INFORMATION Start Marker
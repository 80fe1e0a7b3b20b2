//! LiveKit implementation of [`RoomTransport`].

use crate::config::AudioConfig;
use crate::error::VoiceError;
use crate::room::{
    frame_pcm, ParticipantCapture, RoomConnector, RoomEvent, RoomState, RoomTransport,
    PLAYBACK_FRAME_MS,
};
use crate::service::VoiceService;
use crate::wav::samples_to_pcm;
use async_trait::async_trait;
use futures_util::StreamExt;
use livekit::options::TrackPublishOptions;
use livekit::prelude::{
    LocalAudioTrack, LocalTrack, RemoteAudioTrack, RemoteTrack, Room, RoomOptions, TrackSource,
};
use livekit::webrtc::audio_frame::AudioFrame;
use livekit::webrtc::audio_source::native::NativeAudioSource;
use livekit::webrtc::audio_source::{AudioSourceOptions, RtcAudioSource};
use livekit::webrtc::audio_stream::native::NativeAudioStream;
use std::borrow::Cow;
use std::sync::{Arc, RwLock};
use std::time::Instant;
use tokio::sync::mpsc;
use tokio_util::sync::CancellationToken;
use tokio_util::task::TaskTracker;

/// Name of the agent's published audio track.
const TRACK_NAME: &str = "voice-assistant";

/// Audio buffered inside the native source before `capture_frame` waits.
const SOURCE_QUEUE_MS: u32 = 200;

/// Creates [`LiveKitRoom`]s sharing one token issuer.
#[derive(Debug, Clone)]
pub struct LiveKitConnector {
    service: VoiceService,
    audio: AudioConfig,
    playback_sample_rate: u32,
}

impl LiveKitConnector {
    pub fn new(service: VoiceService, audio: AudioConfig, playback_sample_rate: u32) -> Self {
        Self {
            service,
            audio,
            playback_sample_rate,
        }
    }
}

impl RoomConnector for LiveKitConnector {
    fn create(
        &self,
        events: mpsc::Sender<RoomEvent>,
    ) -> Result<Arc<dyn RoomTransport>, VoiceError> {
        if !self.service.is_enabled() {
            return Err(VoiceError::Config("LiveKit URL is not configured".to_string()));
        }
        if self.playback_sample_rate == 0 {
            return Err(VoiceError::Config(
                "playback sample rate must be positive".to_string(),
            ));
        }
        Ok(Arc::new(LiveKitRoom {
            service: self.service.clone(),
            audio: self.audio.clone(),
            playback_sample_rate: self.playback_sample_rate,
            events,
            state: Arc::new(RwLock::new(RoomState::Disconnected)),
            room: Arc::new(RwLock::new(None)),
            source: RwLock::new(None),
            cancel: CancellationToken::new(),
            tracker: TaskTracker::new(),
        }))
    }
}

/// One agent connection to a LiveKit room.
pub struct LiveKitRoom {
    service: VoiceService,
    audio: AudioConfig,
    playback_sample_rate: u32,
    events: mpsc::Sender<RoomEvent>,
    state: Arc<RwLock<RoomState>>,
    room: Arc<RwLock<Option<Arc<Room>>>>,
    source: RwLock<Option<NativeAudioSource>>,
    cancel: CancellationToken,
    tracker: TaskTracker,
}

impl LiveKitRoom {
    fn set_state(&self, state: RoomState) {
        if let Ok(mut guard) = self.state.write() {
            *guard = state;
        }
    }

    async fn publish_track(&self, room: &Room) -> Result<NativeAudioSource, VoiceError> {
        let source = NativeAudioSource::new(
            AudioSourceOptions::default(),
            self.playback_sample_rate,
            1,
            SOURCE_QUEUE_MS,
        );
        let track = LocalAudioTrack::create_audio_track(
            TRACK_NAME,
            RtcAudioSource::Native(source.clone()),
        );

        room.local_participant()
            .publish_track(
                LocalTrack::Audio(track),
                TrackPublishOptions {
                    source: TrackSource::Microphone,
                    ..Default::default()
                },
            )
            .await
            .map_err(|e| VoiceError::Room(format!("failed to publish audio track: {}", e)))?;

        Ok(source)
    }

    fn spawn_event_loop(
        &self,
        room_name: String,
        mut room_events: mpsc::UnboundedReceiver<livekit::RoomEvent>,
    ) {
        let cancel = self.cancel.clone();
        let tracker = self.tracker.clone();
        let events = self.events.clone();
        let state = self.state.clone();
        let audio = self.audio.clone();
        let own_identity = self.service.config().identity.clone();

        self.tracker.spawn(async move {
            loop {
                let event = tokio::select! {
                    () = cancel.cancelled() => break,
                    event = room_events.recv() => match event {
                        Some(event) => event,
                        None => break,
                    },
                };

                match event {
                    livekit::RoomEvent::TrackSubscribed {
                        track: RemoteTrack::Audio(track),
                        participant,
                        ..
                    } => {
                        let identity = participant.identity().0;
                        let Some(capture) =
                            ParticipantCapture::new(&identity, &own_identity, &audio, events.clone())
                        else {
                            continue;
                        };
                        tracing::info!(room = %room_name, participant = %identity, "subscribed to audio track");
                        tracker.spawn(capture_track(track, capture, audio.clone(), cancel.clone()));
                    }
                    livekit::RoomEvent::ParticipantConnected(participant) => {
                        let identity = participant.identity().0;
                        tracing::info!(room = %room_name, participant = %identity, "participant joined");
                        let _ = events.send(RoomEvent::ParticipantJoined { identity }).await;
                    }
                    livekit::RoomEvent::ParticipantDisconnected(participant) => {
                        let identity = participant.identity().0;
                        tracing::info!(room = %room_name, participant = %identity, "participant left");
                        let _ = events.send(RoomEvent::ParticipantLeft { identity }).await;
                    }
                    livekit::RoomEvent::Disconnected { reason } => {
                        tracing::warn!(room = %room_name, ?reason, "room disconnected");
                        if let Ok(mut guard) = state.write() {
                            *guard = RoomState::Disconnected;
                        }
                        let _ = events.send(RoomEvent::Disconnected).await;
                        break;
                    }
                    _ => {}
                }
            }
        });
    }
}

async fn capture_track(
    track: RemoteAudioTrack,
    mut capture: ParticipantCapture,
    audio: AudioConfig,
    cancel: CancellationToken,
) {
    let mut stream = NativeAudioStream::new(
        track.rtc_track(),
        audio.sample_rate as i32,
        i32::from(audio.channels),
    );

    loop {
        tokio::select! {
            () = cancel.cancelled() => break,
            frame = stream.next() => match frame {
                Some(frame) => {
                    let pcm = samples_to_pcm(&frame.data);
                    if !capture.push(&pcm, Instant::now()).await {
                        break;
                    }
                }
                None => break,
            },
        }
    }

    tracing::debug!(participant = %capture.identity(), "audio capture loop exited");
}

#[async_trait]
impl RoomTransport for LiveKitRoom {
    async fn connect(&self, room_name: &str) -> Result<(), VoiceError> {
        if self.is_connected() {
            return Ok(());
        }
        if self.cancel.is_cancelled() {
            return Err(VoiceError::RoomClosed);
        }
        self.set_state(RoomState::Connecting);

        let token = match self.service.agent_token(room_name) {
            Ok(token) => token,
            Err(e) => {
                self.set_state(RoomState::Disconnected);
                return Err(e);
            }
        };

        let (room, room_events) =
            match Room::connect(self.service.url(), &token, RoomOptions::default()).await {
                Ok(connected) => connected,
                Err(e) => {
                    self.set_state(RoomState::Disconnected);
                    return Err(VoiceError::Room(format!(
                        "failed to join room {}: {}",
                        room_name, e
                    )));
                }
            };
        let room = Arc::new(room);

        match self.publish_track(&room).await {
            Ok(source) => {
                if let Ok(mut guard) = self.source.write() {
                    *guard = Some(source);
                }
            }
            Err(e) => {
                tracing::warn!(room = %room_name, error = %e, "continuing receive-only");
            }
        }

        if let Ok(mut guard) = self.room.write() {
            *guard = Some(room);
        }
        self.spawn_event_loop(room_name.to_string(), room_events);
        self.set_state(RoomState::Connected);

        tracing::info!(room = %room_name, url = %self.service.url(), "connected to room");
        Ok(())
    }

    async fn play_audio(&self, pcm: &[u8]) -> Result<(), VoiceError> {
        if !self.is_connected() {
            return Ok(());
        }
        let Some(source) = self.source.read().ok().and_then(|guard| guard.as_ref().cloned()) else {
            return Ok(());
        };

        let samples_per_channel = self.playback_sample_rate * PLAYBACK_FRAME_MS / 1000;
        for samples in frame_pcm(pcm, self.playback_sample_rate, 1, PLAYBACK_FRAME_MS) {
            if self.cancel.is_cancelled() {
                break;
            }
            let frame = AudioFrame {
                data: Cow::Owned(samples),
                sample_rate: self.playback_sample_rate,
                num_channels: 1,
                samples_per_channel,
            };
            source
                .capture_frame(&frame)
                .await
                .map_err(|e| VoiceError::Room(format!("failed to write audio frame: {}", e)))?;
        }
        Ok(())
    }

    async fn disconnect(&self) {
        self.cancel.cancel();
        self.tracker.close();
        self.tracker.wait().await;

        if let Ok(mut guard) = self.source.write() {
            guard.take();
        }
        let room = self.room.write().ok().and_then(|mut guard| guard.take());
        if let Some(room) = room {
            if let Err(e) = room.close().await {
                tracing::warn!(error = %e, "error closing room");
            }
        }
        self.set_state(RoomState::Disconnected);
    }

    fn state(&self) -> RoomState {
        self.state
            .read()
            .map(|guard| *guard)
            .unwrap_or(RoomState::Disconnected)
    }

    fn participant_count(&self) -> usize {
        self.room
            .read()
            .ok()
            .and_then(|guard| guard.as_ref().map(|room| room.remote_participants().len()))
            .unwrap_or(0)
    }
}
INFORMATION End Marker
Of the lines above, copy each one that contains the word "Result".

## OUTPUT FOR THIS TASK
    ) -> Result<Arc<dyn RoomTransport>, VoiceError> {
    async fn publish_track(&self, room: &Room) -> Result<NativeAudioSource, VoiceError> {
    async fn connect(&self, room_name: &str) -> Result<(), VoiceError> {
    async fn play_audio(&self, pcm: &[u8]) -> Result<(), VoiceError> {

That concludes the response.